I never had thought of what he'd become way back then ... today he tells me he is going to be a professional golfer haha lets hope his slice is better than his dads ~! !!

In my experience, people who have such mentalities are usually fall into one of three groups.

1. Ignorant.
2. Unable to face the issue because they can't cope with it or accept it.
3. Not very smart.

That he had you son call his teacher in such a manner was a bit inappropriate. Maybe he felt entitled because it is a private school, and your son should get his DS time. If you try to make everything educational, you overload the brain. It needs time to relax so that it can actually do something productive with learned information.

could be too that he just didn't want to deal with the tantrum.. easier to give in and let him call???

"of course"?

he doesn't care if it has a name or not. I think when i am typing i forget sometimes that everyone does not know him ... I was with him for 14 years married for 12 and have remained his friend (no matter how difficult) for 3...so after 17 yrs...i can say of course he would not (from my personal experience with him) sorry if it sounded flippant or all encompasing am only speaking of him not any group of people

Just to play a bit of devils advocate here but could your husband possibly be reacting the way he is because he sees so much of himself in your son? Admitting there is 'something wrong' with his son would be as good as saying there is something wrong with him? Asperger's is just a difference. There are some AS traits that need some creative redirection - the same old, same old child rearing techniques need some shaking up with an Aspie. It's a challenge but not an unsurmountable one.

It's ironic in a way - your husband's reaction to Temple Grandin's 'thinking in pictures'. I remember explaining this to someone in my twenties and getting a blank look in return. Someone had to sit down and explain to me that people don't do that and that it was ODD that I did. I thought it was just part of my 'creative' side. Well, now in my forties, I realize it is. My 'creative side' is Asperger's. I also made the connection while having my daughter diagnosed. If your husband is interested in exploring that possibility there are quite a few other parents in the same situation.
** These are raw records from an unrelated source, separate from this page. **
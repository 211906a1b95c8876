//! Document handle and its page cache

use crate::error::{PdfError, Result};
use crate::lines::LineNode;
use crate::native::{Binding, NativeDocument, NativePage, Source};
use crate::page::Page;
use crate::pdfium::PdfiumBinding;
use crate::render::Bitmap;
use crate::text::TextNode;
use std::cell::{Cell, RefCell};
use std::collections::BTreeMap;
use std::path::Path;
use std::rc::Rc;
use tracing::debug;

/// An open document.
///
/// The document owns its native handle and every page loaded through it.
/// Closing it (explicitly or by dropping it) closes all still-open pages
/// first, then the document, each exactly once. After that every operation
/// on the document or on any of its [`Page`] handles fails with
/// [`PdfError::ClosedResource`].
///
/// A `Document` is single-owner and not `Send`; open one per worker thread.
///
/// # Example
///
/// ```no_run
/// use docfield_pdfium::{Document, RenderRequest};
///
/// let bytes = std::fs::read("form.pdf")?;
/// let document = Document::open(&bytes, None)?;
///
/// for index in 0..document.page_count()? {
///     let page = document.page(index)?;
///     let bitmap = page.render_to_bitmap(RenderRequest::width(1056))?;
///     println!("page {index}: {}x{} px, {} chars",
///         bitmap.width(), bitmap.height(), page.text_nodes()?.len());
///     page.close();
/// }
/// # Ok::<(), Box<dyn std::error::Error>>(())
/// ```
pub struct Document {
    native: RefCell<Option<Box<dyn NativeDocument>>>,
    pages: RefCell<BTreeMap<usize, PageSlot>>,
    page_count: usize,
    next_generation: Cell<u64>,
}

/// Cached state of one loaded page
pub(crate) struct PageSlot {
    pub(crate) native: Option<Box<dyn NativePage>>,
    pub(crate) generation: u64,
    pub(crate) width: f32,
    pub(crate) height: f32,
    pub(crate) bitmap: Option<((u32, u32), Rc<Bitmap>)>,
    pub(crate) text_nodes: Option<Rc<[TextNode]>>,
    pub(crate) line_nodes: Option<Rc<[LineNode]>>,
}

impl PageSlot {
    fn release(&mut self) -> bool {
        self.bitmap = None;
        self.text_nodes = None;
        self.line_nodes = None;
        self.native.take().is_some()
    }
}

impl Document {
    /// Open a PDF from memory with the process-wide PDFium binding.
    pub fn open(bytes: &[u8], password: Option<&str>) -> Result<Self> {
        let binding = PdfiumBinding::global()?;
        Self::open_with(&binding, Source::Bytes(bytes.to_vec()), password)
    }

    /// Open a PDF file with the process-wide PDFium binding.
    pub fn open_file<P: AsRef<Path>>(path: P, password: Option<&str>) -> Result<Self> {
        let path = path.as_ref();
        if !path.exists() {
            return Err(PdfError::File {
                path: path.display().to_string(),
            });
        }
        let binding = PdfiumBinding::global()?;
        Self::open_with(&binding, Source::File(path.to_path_buf()), password)
    }

    /// Open a document through an explicit binding.
    pub fn open_with(binding: &dyn Binding, source: Source, password: Option<&str>) -> Result<Self> {
        let native = binding.open(source, password)?;
        let page_count = native.page_count();

        debug!("Opened document with {} pages", page_count);

        Ok(Self {
            native: RefCell::new(Some(native)),
            pages: RefCell::new(BTreeMap::new()),
            page_count,
            next_generation: Cell::new(0),
        })
    }

    /// Number of pages
    pub fn page_count(&self) -> Result<usize> {
        self.ensure_open()?;
        Ok(self.page_count)
    }

    /// Get a page by 0-based index.
    ///
    /// Pages are cached: asking twice for the same index returns handles to
    /// the same loaded page and its cached views. A page closed earlier is
    /// loaded again.
    pub fn page(&self, index: usize) -> Result<Page<'_>> {
        self.ensure_open()?;
        if index >= self.page_count {
            return Err(PdfError::OutOfRange {
                index,
                count: self.page_count,
            });
        }

        if let Some(slot) = self.pages.borrow().get(&index) {
            if slot.native.is_some() {
                return Ok(Page::new(self, index, slot.generation));
            }
        }

        let native_page = {
            let native = self.native.borrow();
            let document = native.as_ref().ok_or(PdfError::closed("Document"))?;
            document.load_page(index)?
        };
        let (width, height) = native_page.size();
        let generation = self.next_generation.get();
        self.next_generation.set(generation + 1);

        debug!("Loaded page {} ({}x{})", index, width, height);

        self.pages.borrow_mut().insert(
            index,
            PageSlot {
                native: Some(native_page),
                generation,
                width,
                height,
                bitmap: None,
                text_nodes: None,
                line_nodes: None,
            },
        );

        Ok(Page::new(self, index, generation))
    }

    /// Iterate over all pages, loading each on demand
    pub fn pages(&self) -> impl Iterator<Item = Result<Page<'_>>> + '_ {
        (0..self.page_count).map(move |index| self.page(index))
    }

    /// Whether [`close`](Self::close) has run
    #[must_use]
    pub fn is_closed(&self) -> bool {
        self.native.borrow().is_none()
    }

    /// Close all open pages, then the document. Calling it again is a no-op.
    pub fn close(&self) {
        let mut closed_pages = 0;
        for slot in self.pages.borrow_mut().values_mut() {
            if slot.release() {
                closed_pages += 1;
            }
        }
        if self.native.borrow_mut().take().is_some() {
            debug!("Closed document and {} open pages", closed_pages);
        }
    }

    fn ensure_open(&self) -> Result<()> {
        if self.is_closed() {
            Err(PdfError::closed("Document"))
        } else {
            Ok(())
        }
    }

    /// Run `f` against the live slot of a page handle.
    pub(crate) fn with_slot<R>(
        &self,
        index: usize,
        generation: u64,
        f: impl FnOnce(&mut PageSlot) -> Result<R>,
    ) -> Result<R> {
        self.ensure_open()?;
        let mut pages = self.pages.borrow_mut();
        match pages.get_mut(&index) {
            Some(slot) if slot.generation == generation && slot.native.is_some() => f(slot),
            _ => Err(PdfError::closed("Page")),
        }
    }

    /// Close one page; unknown or already closed pages are ignored.
    pub(crate) fn close_page(&self, index: usize, generation: u64) {
        if let Some(slot) = self.pages.borrow_mut().get_mut(&index) {
            if slot.generation == generation && slot.release() {
                debug!("Closed page {}", index);
            }
        }
    }
}

impl Drop for Document {
    fn drop(&mut self) {
        self.close();
    }
}

impl std::fmt::Debug for Document {
    fn fmt(&self, f: &mut std::fmt::Formatter<'_>) -> std::fmt::Result {
        f.debug_struct("Document")
            .field("page_count", &self.page_count)
            .field("closed", &self.is_closed())
            .field("cached_pages", &self.pages.borrow().len())
            .finish()
    }
}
My huband is also having a very difficult time with the AS diagnosis. He still refers to AS as a mental illness, insists that we just need to 'change her behavior', and that my redirection methods of preventing meltdowns is just me being spineless and not 'laying down the law'. My daughter is close to 9 now and was just diagnosed this past January but she has had an IEP for PDD-NOS since she was 3. Before I had her evaluated at 3, both my husband and his sister confronted me, wanting to know why I wanted something to be wrong with her. No parent wants there to be something wrong with their child. But, denial won't make the issues go away either.

Maybe it would be helpful to find out one or two things specifically that your husband sees as a challenge with your son and ask for advice here. Maybe if he sees there is an entire community that understands your challenges he may come round a bit. Every now and then I'll read a post to my husband that sounds like our situation and it kind of sinks in little by little.

And, just my opinion: the fact that your husband didn't think twice about allowing your son to call his teacher at home might be a good indication that he could be an Aspie.

OK, I get the "spirit" in which you wrote that, now.